Segment Start: Material provided

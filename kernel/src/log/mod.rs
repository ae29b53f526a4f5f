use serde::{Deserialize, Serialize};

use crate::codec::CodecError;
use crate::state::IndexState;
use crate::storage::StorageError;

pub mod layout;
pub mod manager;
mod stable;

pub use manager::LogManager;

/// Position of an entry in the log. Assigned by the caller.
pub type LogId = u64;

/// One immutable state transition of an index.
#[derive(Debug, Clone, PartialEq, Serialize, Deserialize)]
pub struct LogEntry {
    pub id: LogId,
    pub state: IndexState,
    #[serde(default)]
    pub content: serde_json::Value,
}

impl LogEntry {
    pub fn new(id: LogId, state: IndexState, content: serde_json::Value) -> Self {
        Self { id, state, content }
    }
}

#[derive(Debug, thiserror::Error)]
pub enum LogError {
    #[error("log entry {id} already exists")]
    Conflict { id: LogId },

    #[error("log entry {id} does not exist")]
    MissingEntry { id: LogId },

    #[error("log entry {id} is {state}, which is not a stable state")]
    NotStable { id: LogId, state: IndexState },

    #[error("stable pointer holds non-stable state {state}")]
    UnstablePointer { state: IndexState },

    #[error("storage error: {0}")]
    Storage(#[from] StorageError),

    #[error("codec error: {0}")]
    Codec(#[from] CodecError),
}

Segment End: Material provided

Task objective —
Give back the whole listing above. Keep every character the same.

Your solution —
filename kernel/src/log/mod.rs
repository ae29b53f526a4f5f
use serde::{Deserialize, Serialize};

use crate::codec::CodecError;
use crate::state::IndexState;
use crate::storage::StorageError;

pub mod layout;
pub mod manager;
mod stable;

pub use manager::LogManager;

/// Position of an entry in the log. Assigned by the caller.
pub type LogId = u64;

/// One immutable state transition of an index.
#[derive(Debug, Clone, PartialEq, Serialize, Deserialize)]
pub struct LogEntry {
    pub id: LogId,
    pub state: IndexState,
    #[serde(default)]
    pub content: serde_json::Value,
}

impl LogEntry {
    pub fn new(id: LogId, state: IndexState, content: serde_json::Value) -> Self {
        Self { id, state, content }
    }
}

#[derive(Debug, thiserror::Error)]
pub enum LogError {
    #[error("log entry {id} already exists")]
    Conflict { id: LogId },

    #[error("log entry {id} does not exist")]
    MissingEntry { id: LogId },

    #[error("log entry {id} is {state}, which is not a stable state")]
    NotStable { id: LogId, state: IndexState },

    #[error("stable pointer holds non-stable state {state}")]
    UnstablePointer { state: IndexState },

    #[error("storage error: {0}")]
    Storage(#[from] StorageError),

    #[error("codec error: {0}")]
    Codec(#[from] CodecError),
}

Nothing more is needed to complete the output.